Northeast Asia is one of the most important economic regions of the world, accounting for 25.3% of the world's nominal GDP in 2019, which is slightly larger than the United States. It is also one of the major political centers and has significant influence on international relations.

By the end of the 1990s, Northeast Asia had a share of 12% of the global energy consumption, with a strong increasing trend.

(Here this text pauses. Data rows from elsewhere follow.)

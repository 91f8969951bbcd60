//! Liveness endpoint.

use axum::{Json, Router, routing::get};
use serde::Serialize;

use crate::AppState;

/// Body reported by the liveness endpoint.
#[derive(Debug, Serialize)]
pub struct HealthResponse {
    /// Always `"ok"` while the process is serving requests.
    pub status: &'static str,
    /// Service name.
    pub service: &'static str,
    /// Running crate version.
    pub version: &'static str,
}

/// GET `/health` - liveness probe; no auth, no database touch.
async fn health_check() -> Json<HealthResponse> {
    Json(HealthResponse {
        status: "ok",
        service: "finboard",
        version: env!("CARGO_PKG_VERSION"),
    })
}

/// Creates the health routes.
pub fn routes() -> Router<AppState> {
    Router::new().route("/health", get(health_check))
}
//! Common types used across the application.

pub mod pagination;

pub use pagination::{PageError, PageLimits, PageMeta, PageRequest};
//! Pagination types for list endpoints.

use serde::{Deserialize, Serialize};
use thiserror::Error;

use crate::config::PaginationConfig;

/// Errors from interpreting client-supplied pagination values.
#[derive(Debug, Clone, PartialEq, Eq, Error)]
pub enum PageError {
    /// The limit was zero or negative.
    #[error("limit must be a positive integer")]
    InvalidLimit,

    /// The offset was negative.
    #[error("offset must not be negative")]
    InvalidOffset,
}

/// Configured bounds applied when building a [`PageRequest`].
#[derive(Debug, Clone, Copy)]
pub struct PageLimits {
    /// Page size used when the client sends no limit.
    pub default_limit: u64,
    /// Largest page size a client can request.
    pub max_limit: u64,
}

impl From<PaginationConfig> for PageLimits {
    fn from(config: PaginationConfig) -> Self {
        Self {
            default_limit: config.default_limit,
            max_limit: config.max_limit,
        }
    }
}

/// Validated limit/offset pair for a list query.
#[derive(Debug, Clone, Copy, PartialEq, Eq)]
pub struct PageRequest {
    /// Maximum rows to return.
    pub limit: u64,
    /// Rows to skip before the first returned row.
    pub offset: u64,
}

impl PageRequest {
    /// Builds a page request from raw query values.
    ///
    /// A missing limit takes the configured default; a limit above the
    /// configured ceiling is clamped to it, not rejected. A missing offset
    /// is zero.
    ///
    /// # Errors
    ///
    /// Returns `PageError::InvalidLimit` for a non-positive limit and
    /// `PageError::InvalidOffset` for a negative offset.
    pub fn from_query(
        limit: Option<i64>,
        offset: Option<i64>,
        limits: PageLimits,
    ) -> Result<Self, PageError> {
        let limit = match limit {
            None => limits.default_limit,
            Some(raw) if raw < 1 => return Err(PageError::InvalidLimit),
            Some(raw) => u64::try_from(raw)
                .unwrap_or(u64::MAX)
                .min(limits.max_limit),
        };

        let offset = match offset {
            None => 0,
            Some(raw) if raw < 0 => return Err(PageError::InvalidOffset),
            Some(raw) => u64::try_from(raw).unwrap_or(0),
        };

        Ok(Self { limit, offset })
    }
}

/// Pagination metadata echoed in list responses.
#[derive(Debug, Clone, Serialize, Deserialize)]
pub struct PageMeta {
    /// Limit that was applied after defaulting and clamping.
    pub limit: u64,
    /// Offset that was applied.
    pub offset: u64,
    /// Number of rows actually returned.
    pub count: u64,
}

impl PageMeta {
    /// Builds metadata for a page of `count` returned rows.
    #[must_use]
    pub const fn new(page: PageRequest, count: u64) -> Self {
        Self {
            limit: page.limit,
            offset: page.offset,
            count,
        }
    }
}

By 2030, the major economic growth in the region is expected to double or triple this share.

==Biogeography==
In biogeography, Northeast Asia generally refers roughly to the area spanning the Japanese archipelago, the Korean peninsula, Northeast China, The Mongolian Plateau and the Russian Far East between Lake Baikal in southern Siberia and the Pacific Ocean.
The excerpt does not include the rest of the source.